:: SOURCE MATERIAL ::
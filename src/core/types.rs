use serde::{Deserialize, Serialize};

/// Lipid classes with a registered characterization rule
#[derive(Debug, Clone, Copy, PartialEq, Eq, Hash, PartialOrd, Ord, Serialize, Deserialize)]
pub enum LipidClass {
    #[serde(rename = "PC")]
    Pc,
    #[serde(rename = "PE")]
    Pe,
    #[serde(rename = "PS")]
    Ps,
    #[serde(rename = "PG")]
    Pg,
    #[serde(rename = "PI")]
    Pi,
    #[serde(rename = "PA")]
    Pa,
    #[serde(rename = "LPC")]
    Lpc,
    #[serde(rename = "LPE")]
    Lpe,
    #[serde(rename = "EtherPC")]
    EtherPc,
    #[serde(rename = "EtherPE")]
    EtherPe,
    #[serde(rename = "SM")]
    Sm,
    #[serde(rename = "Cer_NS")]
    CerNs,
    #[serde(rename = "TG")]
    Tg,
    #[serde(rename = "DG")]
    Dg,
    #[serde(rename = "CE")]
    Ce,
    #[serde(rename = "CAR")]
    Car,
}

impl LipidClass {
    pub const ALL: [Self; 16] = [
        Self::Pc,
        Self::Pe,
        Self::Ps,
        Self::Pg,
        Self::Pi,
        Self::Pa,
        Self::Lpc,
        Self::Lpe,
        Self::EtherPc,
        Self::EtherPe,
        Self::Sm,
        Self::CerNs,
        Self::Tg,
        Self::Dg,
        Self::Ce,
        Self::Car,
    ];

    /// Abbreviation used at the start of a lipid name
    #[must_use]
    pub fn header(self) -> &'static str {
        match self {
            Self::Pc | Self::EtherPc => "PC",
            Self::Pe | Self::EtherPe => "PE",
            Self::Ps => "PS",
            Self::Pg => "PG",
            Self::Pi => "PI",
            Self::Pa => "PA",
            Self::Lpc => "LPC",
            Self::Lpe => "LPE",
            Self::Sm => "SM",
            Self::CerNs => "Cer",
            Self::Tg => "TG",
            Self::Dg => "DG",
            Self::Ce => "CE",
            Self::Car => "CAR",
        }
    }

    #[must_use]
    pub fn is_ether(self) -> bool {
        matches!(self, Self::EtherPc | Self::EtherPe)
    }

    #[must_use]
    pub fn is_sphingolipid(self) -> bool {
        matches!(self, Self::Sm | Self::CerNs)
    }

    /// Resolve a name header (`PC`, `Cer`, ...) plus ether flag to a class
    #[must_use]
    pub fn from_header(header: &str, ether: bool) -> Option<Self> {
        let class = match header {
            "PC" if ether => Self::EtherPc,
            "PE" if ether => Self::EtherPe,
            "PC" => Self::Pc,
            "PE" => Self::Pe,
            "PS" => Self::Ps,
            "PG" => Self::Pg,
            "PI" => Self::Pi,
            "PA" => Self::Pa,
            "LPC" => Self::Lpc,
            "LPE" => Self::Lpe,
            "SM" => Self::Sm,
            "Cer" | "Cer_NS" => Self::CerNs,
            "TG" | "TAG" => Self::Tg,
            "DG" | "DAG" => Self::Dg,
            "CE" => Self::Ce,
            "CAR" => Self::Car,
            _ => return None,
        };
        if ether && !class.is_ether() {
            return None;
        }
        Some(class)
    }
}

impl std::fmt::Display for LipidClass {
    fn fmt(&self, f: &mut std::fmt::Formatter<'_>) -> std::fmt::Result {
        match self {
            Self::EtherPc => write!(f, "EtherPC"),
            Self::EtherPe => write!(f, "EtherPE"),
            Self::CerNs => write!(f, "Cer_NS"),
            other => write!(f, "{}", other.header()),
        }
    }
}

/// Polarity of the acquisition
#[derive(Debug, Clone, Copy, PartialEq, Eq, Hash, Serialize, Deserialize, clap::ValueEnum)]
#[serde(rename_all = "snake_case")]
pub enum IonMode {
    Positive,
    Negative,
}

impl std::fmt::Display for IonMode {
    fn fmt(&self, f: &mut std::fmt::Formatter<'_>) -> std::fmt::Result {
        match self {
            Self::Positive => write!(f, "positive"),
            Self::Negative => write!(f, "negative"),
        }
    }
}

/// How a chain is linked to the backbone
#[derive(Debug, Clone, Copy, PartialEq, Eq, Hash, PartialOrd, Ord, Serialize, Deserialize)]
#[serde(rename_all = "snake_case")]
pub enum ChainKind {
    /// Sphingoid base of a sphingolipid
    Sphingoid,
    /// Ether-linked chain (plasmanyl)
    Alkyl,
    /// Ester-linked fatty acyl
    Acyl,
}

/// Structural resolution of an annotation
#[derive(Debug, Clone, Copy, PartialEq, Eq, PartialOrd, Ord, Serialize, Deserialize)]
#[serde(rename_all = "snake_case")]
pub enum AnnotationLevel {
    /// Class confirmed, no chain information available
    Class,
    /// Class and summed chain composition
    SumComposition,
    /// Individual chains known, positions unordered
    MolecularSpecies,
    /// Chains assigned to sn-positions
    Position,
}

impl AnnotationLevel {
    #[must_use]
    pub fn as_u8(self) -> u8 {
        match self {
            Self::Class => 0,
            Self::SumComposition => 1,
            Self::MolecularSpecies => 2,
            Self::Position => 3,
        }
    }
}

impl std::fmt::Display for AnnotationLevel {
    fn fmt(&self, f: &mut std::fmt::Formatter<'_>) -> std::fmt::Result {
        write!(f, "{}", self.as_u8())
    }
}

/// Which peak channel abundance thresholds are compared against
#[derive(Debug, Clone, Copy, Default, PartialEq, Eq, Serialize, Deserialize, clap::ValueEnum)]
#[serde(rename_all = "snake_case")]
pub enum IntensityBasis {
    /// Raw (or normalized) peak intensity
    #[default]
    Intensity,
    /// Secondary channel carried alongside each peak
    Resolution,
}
:::
:: SOURCE MATERIAL ::
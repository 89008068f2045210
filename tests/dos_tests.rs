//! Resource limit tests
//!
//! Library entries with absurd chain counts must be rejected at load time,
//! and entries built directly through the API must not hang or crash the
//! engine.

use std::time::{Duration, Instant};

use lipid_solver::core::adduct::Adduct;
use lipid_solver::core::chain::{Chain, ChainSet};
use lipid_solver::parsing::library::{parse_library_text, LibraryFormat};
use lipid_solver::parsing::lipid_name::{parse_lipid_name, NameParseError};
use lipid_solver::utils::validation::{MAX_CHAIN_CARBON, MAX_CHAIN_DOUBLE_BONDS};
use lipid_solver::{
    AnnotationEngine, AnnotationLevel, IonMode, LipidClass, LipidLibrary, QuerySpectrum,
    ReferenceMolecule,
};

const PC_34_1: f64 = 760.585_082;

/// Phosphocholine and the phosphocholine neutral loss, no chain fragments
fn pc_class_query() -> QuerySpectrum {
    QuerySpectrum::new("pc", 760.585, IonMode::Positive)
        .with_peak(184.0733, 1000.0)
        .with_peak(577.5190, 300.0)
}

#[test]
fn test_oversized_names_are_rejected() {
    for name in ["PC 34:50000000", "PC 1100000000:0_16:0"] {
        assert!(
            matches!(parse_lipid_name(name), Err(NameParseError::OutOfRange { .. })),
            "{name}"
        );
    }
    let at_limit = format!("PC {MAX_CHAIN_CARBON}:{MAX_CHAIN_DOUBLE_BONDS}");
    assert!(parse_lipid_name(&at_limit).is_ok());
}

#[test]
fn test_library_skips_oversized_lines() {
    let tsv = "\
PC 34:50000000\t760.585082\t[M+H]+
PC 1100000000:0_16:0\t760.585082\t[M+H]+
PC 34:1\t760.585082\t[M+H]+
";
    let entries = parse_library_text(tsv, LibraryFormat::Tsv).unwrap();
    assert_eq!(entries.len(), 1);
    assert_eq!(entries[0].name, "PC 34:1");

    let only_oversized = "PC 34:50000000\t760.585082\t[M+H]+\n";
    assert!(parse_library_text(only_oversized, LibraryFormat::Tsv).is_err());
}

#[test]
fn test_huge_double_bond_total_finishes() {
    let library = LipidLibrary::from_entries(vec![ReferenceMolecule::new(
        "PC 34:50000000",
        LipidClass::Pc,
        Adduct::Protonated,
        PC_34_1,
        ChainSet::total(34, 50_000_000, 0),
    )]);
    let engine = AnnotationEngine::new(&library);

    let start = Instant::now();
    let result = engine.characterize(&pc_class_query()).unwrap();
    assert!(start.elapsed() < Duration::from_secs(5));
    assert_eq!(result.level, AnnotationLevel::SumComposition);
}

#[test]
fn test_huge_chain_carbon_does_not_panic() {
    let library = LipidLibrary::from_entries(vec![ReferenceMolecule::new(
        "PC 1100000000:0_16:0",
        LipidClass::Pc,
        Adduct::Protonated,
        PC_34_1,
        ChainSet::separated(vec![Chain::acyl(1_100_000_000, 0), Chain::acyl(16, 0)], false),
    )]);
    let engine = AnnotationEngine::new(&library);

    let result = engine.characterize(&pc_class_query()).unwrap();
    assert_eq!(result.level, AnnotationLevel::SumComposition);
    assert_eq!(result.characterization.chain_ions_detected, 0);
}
:::
BRIEF → In the material above, tally the lines that include the word "start" and give only that figure.

WRITTEN ANSWER → 3